*** Opening of DATA RECORDS ***

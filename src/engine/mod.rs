//! Graph engine
//!
//! Compiles graph descriptions into runnable processors and drives them
//! either offline (into a buffer) or live (through cpal). The core pipeline
//! only depends on the [`OfflineEngine`] and [`PlaybackEngine`] traits;
//! tests substitute mocks.

mod graph;
mod offline;
mod player;
mod recorder;

pub use graph::RenderGraph;
pub use offline::OfflineRenderer;
pub use player::{
    default_device_name, default_output_sample_rate, list_output_devices, Player,
};
pub use recorder::Recorder;

use crate::error::RenderError;
use crate::graph::GraphDescription;
use crate::synth::SampleBuffer;

/// Renders a graph description to a finished buffer off the real-time thread
pub trait OfflineEngine: Send + Sync {
    /// Render `frames` stereo frames, or reject the request
    fn render(
        &self,
        description: &GraphDescription,
        frames: usize,
    ) -> Result<SampleBuffer, RenderError>;
}

/// Realizes a graph description against the real-time output.
///
/// Stays on the thread that created it; cpal streams are not `Send`.
pub trait PlaybackEngine {
    /// Build the graph and start it; playback continues until the engine
    /// is stopped or dropped
    fn play(&mut self, description: &GraphDescription) -> Result<(), RenderError>;
}
//! Compiling parameters into graph descriptions
//!
//! Deterministic: identical partials, voices, and config always produce
//! structurally identical descriptions. Every random decision has already
//! been made by the generator.

use super::node::{Connection, NodeKind, NodeSpec, ParamTarget, ParamValue};
use super::GraphDescription;
use crate::config::SynthesisConfig;
use crate::error::GraphError;
use crate::params::{ModTarget, Partial, Voice};
use crate::synth::{SampleBuffer, ValueCurve};
use std::sync::Arc;

/// Fixed offset of the stereo image of the whole piece
const MASTER_PAN: f64 = 0.1;
/// Output level after the compressor
const MASTER_GAIN: f64 = 0.1;
/// Base scale applied to every snowflake's gain
const FLAKE_GAIN_SCALE: f64 = 0.001;

/// Near-limiting compressor settings for the master bus
const COMPRESSOR_THRESHOLD_DB: f64 = -100.0;
const COMPRESSOR_KNEE_DB: f64 = 40.0;
const COMPRESSOR_RATIO: f64 = 20.0;
const COMPRESSOR_ATTACK: f64 = 0.0;

/// Build one partial's snowflake into `graph`: bandpass filter, panner, and
/// weighted gain feeding `bus`, with the partial's modulator attached.
/// Returns the snowflake's input key (the filter).
pub fn build_snowflake(
    prefix: &str,
    partial: &Partial,
    config: &SynthesisConfig,
    graph: &mut GraphDescription,
    bus: &str,
) -> Result<String, GraphError> {
    if !partial.frequency.is_finite() || partial.frequency <= 0.0 {
        return Err(GraphError::InvalidFrequency {
            freq: partial.frequency,
        });
    }

    let filter_key = format!("{prefix}/filter");
    let panner_key = format!("{prefix}/panner");
    let gain_key = format!("{prefix}/gain");

    graph.insert(
        &filter_key,
        NodeSpec::new(NodeKind::BiquadFilter)
            .with_float("frequency", partial.frequency)
            .with_float("q", partial.q)
            .connect(Connection::Input(panner_key.clone())),
    );
    graph.insert(
        &panner_key,
        NodeSpec::new(NodeKind::StereoPanner)
            .with_float("pan", partial.pan)
            .connect(Connection::Input(gain_key.clone())),
    );
    // Sharper resonances lose bandpass energy; q^tonal_boost compensates
    graph.insert(
        &gain_key,
        NodeSpec::new(NodeKind::Gain)
            .with_float(
                "gain",
                FLAKE_GAIN_SCALE * partial.gain * partial.q.powf(config.tonal_boost),
            )
            .connect(Connection::Input(bus.to_string())),
    );

    let modulator = &partial.modulator;
    let (target_key, target_param) = match modulator.target {
        ModTarget::Pan => (panner_key, ParamTarget::Pan),
        ModTarget::Gain => (gain_key, ParamTarget::Gain),
        ModTarget::Resonance => (filter_key.clone(), ParamTarget::Q),
    };

    let depth_key = format!("{prefix}/mod-depth");
    let osc_key = format!("{prefix}/mod-osc");
    graph.insert(
        &depth_key,
        NodeSpec::new(NodeKind::Gain)
            .with_float("gain", modulator.depth)
            .connect(Connection::Param(target_key, target_param)),
    );
    graph.insert(
        &osc_key,
        NodeSpec::new(NodeKind::Oscillator)
            .with_param("type", ParamValue::Waveform(modulator.waveform))
            .with_float("frequency", modulator.frequency)
            .connect(Connection::Input(depth_key)),
    );

    Ok(filter_key)
}

/// Build one voice into `graph`: an input nozzle fanned into every partial's
/// snowflake, all snowflakes summed into an output bus feeding `master_bus`.
/// Returns the voice's input key (the nozzle).
pub fn build_voice(
    prefix: &str,
    voice: &Voice,
    config: &SynthesisConfig,
    graph: &mut GraphDescription,
    master_bus: &str,
) -> Result<String, GraphError> {
    if voice.partials.is_empty() {
        return Err(GraphError::NoPartials);
    }

    let out_key = format!("{prefix}/out");
    let mut out_spec = NodeSpec::new(NodeKind::Gain)
        .with_float("gain", 1.0)
        .connect(Connection::Input(master_bus.to_string()));
    if let Some(envelope) = &voice.envelope {
        out_spec = out_spec.with_param(
            "envelope",
            ParamValue::Curve(ValueCurve::new(envelope.clone(), config.track_duration)),
        );
    }
    graph.insert(&out_key, out_spec);

    let mut nozzle = NodeSpec::new(NodeKind::Gain).with_float("gain", 1.0);
    for (i, partial) in voice.partials.iter().enumerate() {
        let flake_input =
            build_snowflake(&format!("{prefix}/flake{i}"), partial, config, graph, &out_key)?;
        nozzle = nozzle.connect(Connection::Input(flake_input));
    }
    let nozzle_key = format!("{prefix}/nozzle");
    graph.insert(&nozzle_key, nozzle);

    Ok(nozzle_key)
}

/// Build the full offline graph: the shared noise bed excites every voice,
/// voices sum into pan -> compressor -> master gain -> destination.
pub fn build_master_graph(
    voices: &[Voice],
    noise: Arc<SampleBuffer>,
    config: &SynthesisConfig,
) -> Result<GraphDescription, GraphError> {
    if voices.is_empty() {
        return Err(GraphError::NoPartials);
    }

    let mut graph = GraphDescription::new();

    graph.insert(
        "master-pan",
        NodeSpec::new(NodeKind::StereoPanner)
            .with_float("pan", MASTER_PAN)
            .connect(Connection::Input("compressor".to_string())),
    );
    graph.insert(
        "compressor",
        NodeSpec::new(NodeKind::DynamicsCompressor)
            .with_float("threshold", COMPRESSOR_THRESHOLD_DB)
            .with_float("knee", COMPRESSOR_KNEE_DB)
            .with_float("ratio", COMPRESSOR_RATIO)
            .with_float("attack", COMPRESSOR_ATTACK)
            .with_float("release", config.tempo * 0.25)
            .connect(Connection::Input("master-gain".to_string())),
    );
    graph.insert(
        "master-gain",
        NodeSpec::new(NodeKind::Gain)
            .with_float("gain", MASTER_GAIN)
            .connect(Connection::Output),
    );

    let mut noise_spec = NodeSpec::new(NodeKind::BufferSource)
        .with_param("buffer", ParamValue::Buffer(noise))
        .with_param("loop", ParamValue::Bool(true));
    for (i, voice) in voices.iter().enumerate() {
        let nozzle = build_voice(&format!("voice{i}"), voice, config, &mut graph, "master-pan")?;
        noise_spec = noise_spec.connect(Connection::Input(nozzle));
    }
    graph.insert("noise", noise_spec);

    graph.validate()?;
    Ok(graph)
}

/// Build the minimal playback graph: the rendered track looped through a
/// unit gain into the destination.
pub fn build_playback_graph(buffer: Arc<SampleBuffer>) -> Result<GraphDescription, GraphError> {
    let mut graph = GraphDescription::new();
    graph.insert(
        "master-gain",
        NodeSpec::new(NodeKind::Gain)
            .with_float("gain", 1.0)
            .connect(Connection::Output),
    );
    graph.insert(
        "track",
        NodeSpec::new(NodeKind::BufferSource)
            .with_param("buffer", ParamValue::Buffer(buffer))
            .with_param("loop", ParamValue::Bool(true))
            .connect(Connection::Input("master-gain".to_string())),
    );
    graph.validate()?;
    Ok(graph)
}
use std::collections::{BTreeMap, VecDeque};

/// A directed graph of router nodes, stored as each node's predecessor
/// list: `predecessors(v)` are the nodes whose announcements `v` hears.
#[derive(Clone, Debug, PartialEq, Eq)]
pub struct Topology {
    preds: BTreeMap<String, Vec<String>>,
}

impl Topology {
    /// Build from a predecessor map. A node mentioned only as someone
    /// else's predecessor is added with no predecessors of its own.
    pub fn new(preds: BTreeMap<String, Vec<String>>) -> Topology {
        let mut preds = preds;
        let mentioned: Vec<String> = preds
            .values()
            .flatten()
            .filter(|u| !preds.contains_key(*u))
            .cloned()
            .collect();
        for u in mentioned {
            preds.entry(u).or_default();
        }
        Topology { preds }
    }

    /// A single isolated node.
    pub fn single(name: impl Into<String>) -> Topology {
        let mut preds = BTreeMap::new();
        preds.insert(name.into(), Vec::new());
        Topology { preds }
    }

    /// A bidirectional path `n0 - n1 - ... - n{k-1}`.
    pub fn path(k: usize) -> Topology {
        let name = |i: usize| format!("n{i}");
        let mut preds = BTreeMap::new();
        for i in 0..k {
            let mut around = Vec::new();
            if i > 0 {
                around.push(name(i - 1));
            }
            if i + 1 < k {
                around.push(name(i + 1));
            }
            preds.insert(name(i), around);
        }
        Topology { preds }
    }

    /// A complete bidirectional graph on `k` nodes.
    pub fn complete(k: usize) -> Topology {
        let name = |i: usize| format!("n{i}");
        let mut preds = BTreeMap::new();
        for i in 0..k {
            preds.insert(name(i), (0..k).filter(|j| *j != i).map(name).collect());
        }
        Topology { preds }
    }

    pub fn contains(&self, node: &str) -> bool {
        self.preds.contains_key(node)
    }

    pub fn nodes(&self) -> impl Iterator<Item = &str> {
        self.preds.keys().map(String::as_str)
    }

    pub fn n_nodes(&self) -> usize {
        self.preds.len()
    }

    pub fn predecessors(&self, node: &str) -> &[String] {
        self.preds.get(node).map(Vec::as_slice).unwrap_or(&[])
    }

    /// Directed edges `(u, v)` with `u` a predecessor of `v`.
    pub fn edges(&self) -> impl Iterator<Item = (&str, &str)> {
        self.preds
            .iter()
            .flat_map(|(v, us)| us.iter().map(move |u| (u.as_str(), v.as_str())))
    }

    pub fn n_edges(&self) -> usize {
        self.preds.values().map(Vec::len).sum()
    }

    /// Map every node to a value.
    pub fn for_all_nodes<T>(&self, mut f: impl FnMut(&str) -> T) -> BTreeMap<String, T> {
        self.nodes().map(|v| (v.to_string(), f(v))).collect()
    }

    /// Map every directed edge to a value.
    pub fn for_all_edges<T>(
        &self,
        mut f: impl FnMut(&str, &str) -> T,
    ) -> BTreeMap<(String, String), T> {
        self.edges()
            .map(|(u, v)| ((u.to_string(), v.to_string()), f(u, v)))
            .collect()
    }

    pub fn fold_nodes<A>(&self, init: A, mut f: impl FnMut(A, &str) -> A) -> A {
        self.nodes().fold(init, |acc, v| f(acc, v))
    }

    /// Hop distance from `source` to every reachable node, following edges
    /// forward. The source itself is at distance zero.
    pub fn breadth_first_distances(&self, source: &str) -> BTreeMap<String, i64> {
        let mut dist = BTreeMap::new();
        if !self.contains(source) {
            return dist;
        }
        dist.insert(source.to_string(), 0i64);
        let mut queue = VecDeque::from([source.to_string()]);
        while let Some(u) = queue.pop_front() {
            let d = dist[&u];
            let next: Vec<String> = self
                .preds
                .iter()
                .filter(|(_, us)| us.contains(&u))
                .map(|(v, _)| v.clone())
                .collect();
            for v in next {
                if !dist.contains_key(&v) {
                    dist.insert(v.clone(), d + 1);
                    queue.push_back(v);
                }
            }
        }
        dist
    }
}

*** Close of DATA RECORDS ***

YOUR INSTRUCTIONS: In your answer, include only the lines above starting at the line that holds "key (the filter)." and ending at the line that holds "if !partial.frequency.is_finite() ||", copied exactly.

RESPONSE TO THE TASK:
/// Returns the snowflake's input key (the filter).
pub fn build_snowflake(
    prefix: &str,
    partial: &Partial,
    config: &SynthesisConfig,
    graph: &mut GraphDescription,
    bus: &str,
) -> Result<String, GraphError> {
    if !partial.frequency.is_finite() || partial.frequency <= 0.0 {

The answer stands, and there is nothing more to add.